Starting at the top of the entries below, set down each line exactly as written, and stop after the line containing "pub mod revision;".

---

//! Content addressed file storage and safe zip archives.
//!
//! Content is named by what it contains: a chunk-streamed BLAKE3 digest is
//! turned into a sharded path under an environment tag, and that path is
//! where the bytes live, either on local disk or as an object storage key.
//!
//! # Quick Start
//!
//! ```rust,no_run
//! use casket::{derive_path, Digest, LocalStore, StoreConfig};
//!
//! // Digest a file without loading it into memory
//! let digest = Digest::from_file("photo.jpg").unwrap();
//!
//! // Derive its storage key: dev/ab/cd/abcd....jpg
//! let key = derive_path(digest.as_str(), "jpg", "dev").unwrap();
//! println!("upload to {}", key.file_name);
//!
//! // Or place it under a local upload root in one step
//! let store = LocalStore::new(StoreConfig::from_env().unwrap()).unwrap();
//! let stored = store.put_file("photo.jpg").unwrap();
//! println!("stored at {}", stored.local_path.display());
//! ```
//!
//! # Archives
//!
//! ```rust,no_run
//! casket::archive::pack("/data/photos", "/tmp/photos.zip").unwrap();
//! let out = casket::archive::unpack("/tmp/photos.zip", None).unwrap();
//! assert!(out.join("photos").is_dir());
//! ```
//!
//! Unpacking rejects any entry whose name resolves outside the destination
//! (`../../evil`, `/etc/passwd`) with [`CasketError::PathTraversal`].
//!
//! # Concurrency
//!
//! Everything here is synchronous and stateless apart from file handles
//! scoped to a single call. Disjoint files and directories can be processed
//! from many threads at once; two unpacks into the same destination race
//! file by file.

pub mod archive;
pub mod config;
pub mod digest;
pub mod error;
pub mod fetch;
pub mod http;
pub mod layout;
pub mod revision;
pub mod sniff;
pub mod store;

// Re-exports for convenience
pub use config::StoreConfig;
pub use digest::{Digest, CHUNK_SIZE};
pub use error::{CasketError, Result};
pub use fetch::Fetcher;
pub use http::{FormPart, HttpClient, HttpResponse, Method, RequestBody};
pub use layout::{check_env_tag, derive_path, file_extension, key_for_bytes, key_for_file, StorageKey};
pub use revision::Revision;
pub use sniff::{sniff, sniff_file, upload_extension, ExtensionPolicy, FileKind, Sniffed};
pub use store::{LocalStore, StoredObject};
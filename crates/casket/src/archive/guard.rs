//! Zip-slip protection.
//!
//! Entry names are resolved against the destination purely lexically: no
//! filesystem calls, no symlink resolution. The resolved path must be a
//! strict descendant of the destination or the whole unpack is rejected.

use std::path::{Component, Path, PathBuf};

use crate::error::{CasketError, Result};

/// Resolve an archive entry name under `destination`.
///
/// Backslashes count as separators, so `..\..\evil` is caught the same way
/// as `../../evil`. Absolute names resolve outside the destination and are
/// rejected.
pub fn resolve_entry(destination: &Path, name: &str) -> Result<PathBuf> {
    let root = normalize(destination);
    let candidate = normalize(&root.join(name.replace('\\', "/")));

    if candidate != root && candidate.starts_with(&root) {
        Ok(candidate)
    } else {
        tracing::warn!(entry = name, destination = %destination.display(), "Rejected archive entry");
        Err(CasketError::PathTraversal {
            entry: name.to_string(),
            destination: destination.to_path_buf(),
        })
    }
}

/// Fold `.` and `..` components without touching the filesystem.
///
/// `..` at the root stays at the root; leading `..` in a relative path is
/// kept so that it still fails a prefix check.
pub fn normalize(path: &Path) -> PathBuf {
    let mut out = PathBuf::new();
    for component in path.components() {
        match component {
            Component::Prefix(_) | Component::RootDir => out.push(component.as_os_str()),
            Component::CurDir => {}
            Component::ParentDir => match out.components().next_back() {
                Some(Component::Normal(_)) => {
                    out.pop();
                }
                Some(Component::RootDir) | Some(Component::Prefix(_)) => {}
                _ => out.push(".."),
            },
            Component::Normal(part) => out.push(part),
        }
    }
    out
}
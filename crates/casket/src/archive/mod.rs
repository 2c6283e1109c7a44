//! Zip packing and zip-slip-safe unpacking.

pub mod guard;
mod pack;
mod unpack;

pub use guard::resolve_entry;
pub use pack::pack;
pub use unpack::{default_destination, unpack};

---

**Output:**
//! Content addressed file storage and safe zip archives.
//!
//! Content is named by what it contains: a chunk-streamed BLAKE3 digest is
//! turned into a sharded path under an environment tag, and that path is
//! where the bytes live, either on local disk or as an object storage key.
//!
//! # Quick Start
//!
//! ```rust,no_run
//! use casket::{derive_path, Digest, LocalStore, StoreConfig};
//!
//! // Digest a file without loading it into memory
//! let digest = Digest::from_file("photo.jpg").unwrap();
//!
//! // Derive its storage key: dev/ab/cd/abcd....jpg
//! let key = derive_path(digest.as_str(), "jpg", "dev").unwrap();
//! println!("upload to {}", key.file_name);
//!
//! // Or place it under a local upload root in one step
//! let store = LocalStore::new(StoreConfig::from_env().unwrap()).unwrap();
//! let stored = store.put_file("photo.jpg").unwrap();
//! println!("stored at {}", stored.local_path.display());
//! ```
//!
//! # Archives
//!
//! ```rust,no_run
//! casket::archive::pack("/data/photos", "/tmp/photos.zip").unwrap();
//! let out = casket::archive::unpack("/tmp/photos.zip", None).unwrap();
//! assert!(out.join("photos").is_dir());
//! ```
//!
//! Unpacking rejects any entry whose name resolves outside the destination
//! (`../../evil`, `/etc/passwd`) with [`CasketError::PathTraversal`].
//!
//! # Concurrency
//!
//! Everything here is synchronous and stateless apart from file handles
//! scoped to a single call. Disjoint files and directories can be processed
//! from many threads at once; two unpacks into the same destination race
//! file by file.

pub mod archive;
pub mod config;
pub mod digest;
pub mod error;
pub mod fetch;
pub mod http;
pub mod layout;
pub mod revision;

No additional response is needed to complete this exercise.